Research Leader: Dr K. M. Tham
Description:
To determine the genetic relatedness of the non-specific amplicons of EFB PCR with the bee bacterial fauna using advanced molecular techniques such as PCR, cycle sequencing and gene sequence analysis.
5.9 MBS352
Year Two
Program Goal: To further validate the ProtELISA and to establish immunoblotting as a confirmatory method.
Objective 1
Objective Title: An enzyme-linked immunosorbent assay (ELISA) for E. granulosus in intermediate hosts.
Description:
To develop and validate an ELISA that could be used to test imported animals for the presence or absence of cysts of E. granulosus. This serological test should be highly sensitive. In case of limited specificity a confirmatory test, such as immunoblot, would be used.
Objective 2
Objective Title: An immunoblot for E. granulosus infections.
Description:
After initial screening has been performed in ELISA (Objective 1), positive or suspicious reactors will be retested by immunoblot, a test that will be adjusted to maximise specificity.
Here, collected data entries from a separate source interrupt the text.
//! Logging setup for the binary.

use tracing_subscriber::{layer::SubscriberExt, util::SubscriberInitExt};

/// Default filter when `RUST_LOG` is unset.
pub const DEFAULT_LOG_FILTER: &str = "info";

/// Install the global subscriber: `RUST_LOG` filter plus a fmt layer on stderr.
pub fn init() {
    tracing_subscriber::registry()
        .with(tracing_subscriber::EnvFilter::new(
            std::env::var("RUST_LOG").unwrap_or_else(|_| DEFAULT_LOG_FILTER.into()),
        ))
        .with(tracing_subscriber::fmt::layer().with_writer(std::io::stderr).with_target(false))
        .init();
}
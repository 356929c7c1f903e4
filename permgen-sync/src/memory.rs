//! In-memory permission store.

use async_trait::async_trait;
use std::sync::atomic::{AtomicBool, AtomicU64, Ordering};
use std::sync::Arc;
use tokio::sync::RwLock;
use tracing::debug;

use crate::error::StoreResult;
use crate::snapshot::StoreSnapshot;
use crate::store::{FindOrCreate, PermissionStore, Relation, StoredPermission, StoredRole, TableNames};

/// In-memory permission store.
///
/// This is suitable for tests and dry runs. Referential checks are enforced
/// while enabled, and cache invalidations are counted.
pub struct MemoryPermissionStore {
    /// Relation contents
    state: Arc<RwLock<StoreSnapshot>>,
    /// Relation names
    table_names: TableNames,
    /// Referential checks flag
    constraint_checks: AtomicBool,
    /// Cache invalidations so far
    cache_invalidations: AtomicU64,
}

impl std::fmt::Debug for MemoryPermissionStore {
    fn fmt(&self, f: &mut std::fmt::Formatter<'_>) -> std::fmt::Result {
        f.debug_struct("MemoryPermissionStore")
            .field("table_names", &self.table_names)
            .field("constraint_checks", &self.constraint_checks.load(Ordering::Relaxed))
            .finish()
    }
}

impl MemoryPermissionStore {
    /// Create an empty store with default relation names.
    pub fn new() -> Self {
        Self::with_table_names(TableNames::default())
    }

    /// Create an empty store with custom relation names.
    pub fn with_table_names(table_names: TableNames) -> Self {
        Self {
            state: Arc::new(RwLock::new(StoreSnapshot::default())),
            table_names,
            constraint_checks: AtomicBool::new(true),
            cache_invalidations: AtomicU64::new(0),
        }
    }

    /// Create a role, or return the existing one.
    pub async fn create_role(&self, name: &str, guard: &str) -> StoredRole {
        self.state.write().await.create_role(name, guard)
    }

    /// Grant a permission directly to a model.
    pub async fn grant_to_model(
        &self,
        permission: &StoredPermission,
        model_type: &str,
        model_id: &str,
    ) -> StoreResult<()> {
        self.state
            .write()
            .await
            .grant_to_model(permission.id, model_type, model_id)
    }

    /// Names of the permissions granted to a role.
    pub async fn role_permission_names(&self, role: &StoredRole) -> Vec<String> {
        self.state.read().await.role_permission_names(role.id)
    }

    /// Copy of the current relation contents.
    pub async fn snapshot(&self) -> StoreSnapshot {
        self.state.read().await.clone()
    }

    /// Number of cache invalidations so far.
    pub fn cache_invalidations(&self) -> u64 {
        self.cache_invalidations.load(Ordering::Relaxed)
    }

    /// Whether referential checks are enabled.
    pub fn constraint_checks_enabled(&self) -> bool {
        self.constraint_checks.load(Ordering::Relaxed)
    }
}

impl Default for MemoryPermissionStore {
    fn default() -> Self {
        Self::new()
    }
}

#[async_trait]
impl PermissionStore for MemoryPermissionStore {
    fn table_names(&self) -> &TableNames {
        &self.table_names
    }

    async fn find_or_create_permission(&self, name: &str, guard: &str) -> StoreResult<FindOrCreate> {
        Ok(self.state.write().await.find_or_create_permission(name, guard))
    }

    async fn permissions_for_guard(&self, guard: &str) -> StoreResult<Vec<StoredPermission>> {
        Ok(self.state.read().await.permissions_for_guard(guard))
    }

    async fn delete_permission(&self, permission: &StoredPermission) -> StoreResult<()> {
        self.state.write().await.delete_permission(permission.id)
    }

    async fn find_role(&self, name: &str, guard: &str) -> StoreResult<Option<StoredRole>> {
        Ok(self.state.read().await.find_role(name, guard))
    }

    async fn sync_role_permissions(&self, role: &StoredRole, permissions: &[StoredPermission]) -> StoreResult<()> {
        let ids: Vec<_> = permissions.iter().map(|p| p.id).collect();
        self.state.write().await.sync_role_permissions(role.id, &ids)
    }

    async fn set_constraint_checks(&self, enabled: bool) -> StoreResult<()> {
        self.constraint_checks.store(enabled, Ordering::Relaxed);
        debug!(enabled, "constraint checks toggled");
        Ok(())
    }

    async fn truncate(&self, relation: Relation) -> StoreResult<u64> {
        let checks = self.constraint_checks_enabled();
        self.state
            .write()
            .await
            .truncate(relation, checks, &self.table_names)
    }

    async fn invalidate_cache(&self) -> StoreResult<()> {
        self.cache_invalidations.fetch_add(1, Ordering::Relaxed);
        Ok(())
    }
}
Immunoblotting has the potential to distinguish antigenic components that are specific from those that cause false positivity. Immunoblotting will be used to identify the status of samples with unclear ELISA results.
Objective 3
Objective Title: Validation of serology for E. granulosus.
Description:
The assay developed in Objective 1 will require extensive field validation. The serum bank will be expanded by collecting a wider range of sera from a number of different infected and uninfected animals of different species (cattle, small camelids, pigs, etc) that may be intermediate hosts for E. granulosus. These will be collected from South Africa, Europe, South America to fully validate the assays to conform with the guidelines of the OIE (1,000 positive sera, 5,000 negative sera).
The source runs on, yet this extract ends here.